Recommendation letters and essays can often be an overlooked, but they are an important part of the application process. When a teacher can speak deeply about your character, personality, growth, and habits, it makes your application come alive.

Your essay is crucial because it is the only time you get the chance to speak directly to the college and explain to them why you think you deserve to be there. Numbers and activities can tell them only so much. Your essay is your opportunity to advocate on your behalf and prove your qualifications. Make sure your topic is original, personal, and demonstrates something about you not evident from the rest of your application.  
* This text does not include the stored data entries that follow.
use super::{CountyCoordinate, MapPoint};
use crate::emissions::CountyRecord;
use std::collections::HashMap;

/// joins county records with county coordinates by county name, keeping the
/// order of `records`. records without a coordinate are left out.
pub fn join_county_coordinates(
    records: &[CountyRecord],
    coordinates: &[CountyCoordinate],
) -> Vec<MapPoint> {
    let lookup: HashMap<&str, &CountyCoordinate> =
        coordinates.iter().map(|c| (c.county, c)).collect();
    let points: Vec<MapPoint> = records
        .iter()
        .filter_map(|record| {
            lookup.get(record.county.as_str()).map(|coord| MapPoint {
                county: record.county.clone(),
                lat: coord.lat,
                lon: coord.lon,
                co2_tons: record.annual_co2_tons,
                co2_per_capita: record.co2_per_capita_tons,
                mean_commute: record.mean_commute_minutes,
            })
        })
        .collect();
    log::info!(
        "placed {} of {} counties on the map",
        points.len(),
        records.len()
    );
    points
}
If you’re thinking, “I can’t possibly do it all,” think again. You can. You’ve undoubtedly heard that colleges are looking for well-rounded students. This is something of a misnomer. Colleges are actually looking for a well-rounded class, which is comprised of thousands of students. To get into a top school you must check certain boxes but colleges are looking for specialists. When they put all these specialists together, it averages out into a well-rounded class. The one thing these specialists have in common is that they are hyper-focused self-starters. They want the student who has contacted science professors at the nearest college to do research because she thinks she might be interested in science. It is not enough to casually sing, they want a singer who is the member of three choirs and volunteers his time to sing at a retirement home. These students are empowered risk takers and who are above all passionate and aggressively pursuing their passions.

So if you’re nervous that’s okay. Applying to college is a daunting task and will require colossal amounts of your time, effort, and focus. But now that you know what colleges are looking for you can begin to take an honest self-inventory. You must ask yourself:

  • What do my grades and test scores look like?
  • Do my extracurriculars tell a story?
  • Do I have teachers who I can count on to support me?
  • What am I passionate about?

Once you have answered these questions you can begin looking honestly at schools and start thinking about the place you would like to spend four years. Because as daunting as the process is, there is no greater payoff than working hard to end up at a great school where you can thrive.